介護の現場では高齢者の健康をいかに守るかが大切である。風邪をひいたとき、体力が弱っているときなどは、食べることが重要だと言われている。栄養を十分に補給して体力を上げれば、病気に対抗する活力が生まれるためだ。
高齢者の食を考えるうえで特に大切なのは、口腔環境が健康かどうかである。8020運動が推進されているが、これは80歳まで20本以上の歯を維持するためだ。20本の歯を維持できれば、ほとんどの食材を食べられるからだ。
歯の本数が減ってしまうほど咀嚼力は衰え、食べられるものは限られてくる。本当に好きな食べ物を食べられなくなるのは、人生において大きな損失だ。咀嚼力を維持するためには、食後の歯磨きが必須となる。

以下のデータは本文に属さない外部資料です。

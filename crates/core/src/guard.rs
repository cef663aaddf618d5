use crate::models::{AnswerMode, GlobalPolicy};

/// Result of the high-risk domain override, applied after mode selection.
#[derive(Debug, Clone)]
pub struct GuardOutcome {
    pub mode: AnswerMode,
    pub disclaimer_required: bool,
    pub reason: Option<String>,
    /// High-risk domains that fired, for logging.
    pub triggered: Vec<String>,
}

/// Domain-keyed override. For every resolved high-risk domain tag:
/// recommendation capability is forced off — `suggest_range` is downgraded to
/// `explanation`, or to `refusal` when the domain policy says refuse — and
/// the disclaimer flag is forced on independent of mode. The disclaimer also
/// applies under `faq_hit`: the rule follows the domain, not the mode.
pub fn apply_high_risk_guard(
    mode: AnswerMode,
    reason: Option<String>,
    domains: &[String],
    policy: &GlobalPolicy,
) -> GuardOutcome {
    let mut outcome = GuardOutcome {
        mode,
        disclaimer_required: false,
        reason,
        triggered: Vec::new(),
    };

    for domain in domains {
        let Some(rule) = policy.domain_policy(domain) else {
            continue;
        };
        outcome.triggered.push(domain.clone());

        if rule.disclaimer_required {
            outcome.disclaimer_required = true;
        }

        if outcome.mode == AnswerMode::SuggestRange && !rule.allow_recommendation {
            if rule.refuse {
                outcome.mode = AnswerMode::Refusal;
                outcome.reason = Some(format!(
                    "product recommendations are disabled for the {domain} domain"
                ));
            } else {
                outcome.mode = AnswerMode::Explanation;
            }
        }
    }

    outcome
}
use std::path::PathBuf;
use std::sync::Arc;

use lumen_core::{AnswerMode, Document, SlotKind, SlotValues};
use lumen_engine::GovernanceEngine;
use lumen_observability::DecisionMetrics;
use lumen_rules::load_rules;
use serde_json::json;

fn rules_path() -> PathBuf {
    PathBuf::from(env!("CARGO_MANIFEST_DIR")).join("../../rules/default.rules")
}

fn engine() -> GovernanceEngine {
    let rules = load_rules(rules_path()).expect("default rules should load");
    GovernanceEngine::new(Arc::new(rules), DecisionMetrics::shared())
}

fn candidates() -> Vec<Document> {
    vec![
        Document::new("product_sri_pl_6000", "catalog"),
        Document::new("product_sri_2000", "catalog"),
        Document::new("appnote_display_luminance", "appnotes"),
        Document::new("blog_uv_basics", "crawl"),
    ]
}

fn permitted_ids(decision: &lumen_core::Decision) -> Vec<&str> {
    decision
        .permitted_documents
        .iter()
        .map(|doc| doc.id.as_str())
        .collect()
}

#[test]
fn shipped_rules_file_is_valid() {
    let rules = load_rules(rules_path()).expect("default rules should load");
    assert_eq!(rules.table.tier_count(), 4);
    assert_eq!(rules.table.faq_tier(), 4);
    assert_eq!(rules.faq.rules().len(), 3);
    assert!(rules.policy.is_high_risk("medical"));
    assert!(rules.policy.is_high_risk("uvc"));
}

#[test]
fn missing_slots_always_ask_before_recommending() {
    let engine = engine();
    let ctx = engine.classify(
        "which meter should I buy for our production line?",
        SlotValues::default(),
    );

    let decision = engine.decide(&ctx, &candidates());
    assert_eq!(decision.mode, AnswerMode::AskClarifying);
    assert!(!decision.show_product_card);
    assert!(decision.permitted_documents.is_empty());
    assert!(decision.missing_slots.contains(&SlotKind::MeasurementObject));
    assert!(decision.missing_slots.contains(&SlotKind::MeasurementMetric));
}

#[test]
fn faq_match_wins_even_when_slots_are_complete() {
    let engine = engine();
    let ctx = engine.classify(
        "what's the price of a luminance meter for the display on our production line?",
        SlotValues::default(),
    );
    assert!(ctx.conditions_complete());
    assert_eq!(ctx.faq_hit.as_deref(), Some("faq_sales_scope"));

    let decision = engine.decide(&ctx, &candidates());
    assert_eq!(decision.mode, AnswerMode::FaqHit);
    assert!(!decision.show_product_card);
    assert_eq!(permitted_ids(&decision), vec!["faq_sales_scope"]);
}

#[test]
fn complete_slots_with_products_show_a_card() {
    let engine = engine();
    let ctx = engine.classify(
        "luminance of a display panel for incoming inspection",
        SlotValues::default(),
    );
    assert!(ctx.conditions_complete());

    let decision = engine.decide(&ctx, &candidates());
    assert_eq!(decision.mode, AnswerMode::SuggestRange);
    assert!(decision.show_product_card);
    assert!(!decision.disclaimer_required);
    assert_eq!(
        permitted_ids(&decision),
        vec!["product_sri_2000", "product_sri_pl_6000"]
    );
}

#[test]
fn medical_queries_never_get_a_recommendation() {
    let engine = engine();

    // Incomplete slots: clarification, but the disclaimer still applies.
    let ctx = engine.classify("a lamp for medical use", SlotValues::default());
    let decision = engine.decide(&ctx, &candidates());
    assert_eq!(decision.mode, AnswerMode::AskClarifying);
    assert!(decision.disclaimer_required);
    assert!(!decision.show_product_card);

    // Complete slots: the refuse policy turns the would-be recommendation
    // into a refusal with a populated reason.
    let ctx = engine.classify(
        "irradiance of a medical phototherapy lamp for research use",
        SlotValues::default(),
    );
    assert!(ctx.conditions_complete());
    let decision = engine.decide(&ctx, &candidates());
    assert_eq!(decision.mode, AnswerMode::Refusal);
    assert!(decision.reason.is_some());
    assert!(decision.disclaimer_required);
    assert!(!decision.show_product_card);
    assert!(decision.permitted_documents.is_empty());
}

#[test]
fn uvc_recommendation_downgrades_to_explanation_with_disclaimer() {
    let engine = engine();
    let ctx = engine.classify(
        "uvc led source dose measurement on the production line",
        SlotValues::default(),
    );
    assert!(ctx.conditions_complete());

    let decision = engine.decide(&ctx, &candidates());
    assert_eq!(decision.mode, AnswerMode::Explanation);
    assert!(decision.disclaimer_required);
    assert!(!decision.show_product_card);
}

#[test]
fn metric_alone_missing_asks_without_a_disclaimer() {
    let engine = engine();
    let ctx = engine.classify(
        "we have a display on our production line",
        SlotValues::default(),
    );
    assert!(ctx.faq_hit.is_none());

    let decision = engine.decide(&ctx, &candidates());
    assert_eq!(decision.mode, AnswerMode::AskClarifying);
    assert_eq!(decision.missing_slots, vec![SlotKind::MeasurementMetric]);
    assert!(!decision.show_product_card);
    assert!(!decision.disclaimer_required);
}

#[test]
fn faq_hit_in_a_high_risk_domain_keeps_the_disclaimer() {
    let engine = engine();
    let ctx = engine.classify(
        "price for irradiance measurement of a medical phototherapy lamp for research use",
        SlotValues::default(),
    );
    assert!(ctx.conditions_complete());
    assert_eq!(ctx.faq_hit.as_deref(), Some("faq_sales_scope"));

    let decision = engine.decide(&ctx, &candidates());
    assert_eq!(decision.mode, AnswerMode::FaqHit);
    assert!(decision.disclaimer_required);
    assert!(!decision.show_product_card);
}

#[test]
fn candidate_order_does_not_change_the_decision() {
    let engine = engine();
    let ctx = engine.classify(
        "luminance of a display panel for incoming inspection",
        SlotValues::default(),
    );

    let forward = engine.decide(&ctx, &candidates());
    let mut reversed = candidates();
    reversed.reverse();
    let backward = engine.decide(&ctx, &reversed);

    assert_eq!(forward.mode, backward.mode);
    assert_eq!(permitted_ids(&forward), permitted_ids(&backward));
    assert_eq!(forward.show_product_card, backward.show_product_card);
}

#[test]
fn externally_supplied_slots_win_over_extraction() {
    let engine = engine();
    let supplied = SlotValues {
        measurement_object: Some("vcsel".to_string()),
        ..SlotValues::default()
    };
    let ctx = engine.classify(
        "luminance of a display panel for incoming inspection",
        supplied,
    );
    assert_eq!(ctx.slots.measurement_object.as_deref(), Some("vcsel"));
    assert_eq!(ctx.slots.measurement_metric.as_deref(), Some("luminance"));
}

#[test]
fn unranked_candidates_are_refused_not_merged() {
    let engine = engine();
    let candidates: Vec<Document> = serde_json::from_value(json!([
        {"id": "forum_post_1", "source": "crawl"},
        {"id": "forum_post_2", "source": "crawl"}
    ]))
    .expect("candidate JSON should deserialize");

    let ctx = engine.classify(
        "luminance of a display panel for incoming inspection",
        SlotValues::default(),
    );
    let decision = engine.decide(&ctx, &candidates);
    assert_eq!(decision.mode, AnswerMode::Refusal);
    assert!(decision.reason.is_some());
    assert!(decision.permitted_documents.is_empty());
    assert_eq!(engine.metrics().snapshot().unresolved_conflicts_total, 1);
}

#[test]
fn faq_hit_wins_over_unranked_candidates() {
    let engine = engine();
    let ctx = engine.classify("what's the price of a UVC meter?", SlotValues::default());
    assert_eq!(ctx.faq_hit.as_deref(), Some("faq_sales_scope"));

    let decision = engine.decide(&ctx, &[Document::new("forum_post_1", "crawl")]);
    assert_eq!(decision.mode, AnswerMode::FaqHit);
    assert_eq!(permitted_ids(&decision), vec!["faq_sales_scope"]);
    assert_eq!(engine.metrics().snapshot().unresolved_conflicts_total, 0);
}

#[test]
fn model_comparisons_explain_instead_of_asking() {
    let engine = engine();
    let ctx = engine.classify("SRI-2000 vs SRI-4000uvc", SlotValues::default());
    assert!(ctx.model_compare);

    let decision = engine.decide(&ctx, &candidates());
    assert_eq!(decision.mode, AnswerMode::Explanation);
    assert!(!decision.show_product_card);
}

#[test]
fn same_tier_ties_are_recorded_as_policy_tension() {
    let engine = engine();
    let ctx = engine.classify(
        "luminance of a display panel for incoming inspection",
        SlotValues::default(),
    );
    let decision = engine.decide(&ctx, &candidates());
    assert_eq!(decision.mode, AnswerMode::SuggestRange);

    let tensions = engine.tension_events();
    assert_eq!(tensions.len(), 1);
    assert_eq!(tensions[0].tier, 3);
    assert_eq!(
        tensions[0].document_ids,
        vec!["product_sri_2000", "product_sri_pl_6000"]
    );
}

#[test]
fn repeated_pipeline_runs_are_identical() {
    let engine = engine();
    let queries = [
        "which meter should I buy for our production line?",
        "uvc led source dose measurement on the production line",
        "luminance of a display panel for incoming inspection",
        "what's the stock situation for the SRI-2000?",
    ];

    for query in queries {
        let ctx = engine.classify(query, SlotValues::default());
        let first = engine.decide(&ctx, &candidates());
        let second = engine.decide(&ctx, &candidates());
        assert_eq!(first.mode, second.mode, "mode drifted for {query}");
        assert_eq!(permitted_ids(&first), permitted_ids(&second));
        assert_eq!(first.show_product_card, second.show_product_card);
        assert_eq!(first.disclaimer_required, second.disclaimer_required);
    }
}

高齢者は唾液の分泌量が減少するため、口腔の洗浄能力が衰えている。歯磨きができない環境にあるなら、うがいだけでも行うことが大切だ。歯の隙間に食べかすを残さないことが重要であり、これを徹底していれば虫歯菌の発生を抑制できる。
高齢者の食事づくりでは、可能な範囲で咀嚼してもらうことを意識しよう。人は噛むことをしなくなると、咀嚼力が衰えてしまうのだ。
完全なる流動食にするのではなく、噛める程度に刻むなどの対策が必要である。例えば生のニンジンは多くの高齢者にとって硬いが、小さく刻めば噛むことができるようになる。また茹でてやわらかくするなど、調理法を工夫するのも得策だ。
介護士が高齢者の食を考えるときは、自分目線ではなく高齢者になった気持ちで考えることが大切である。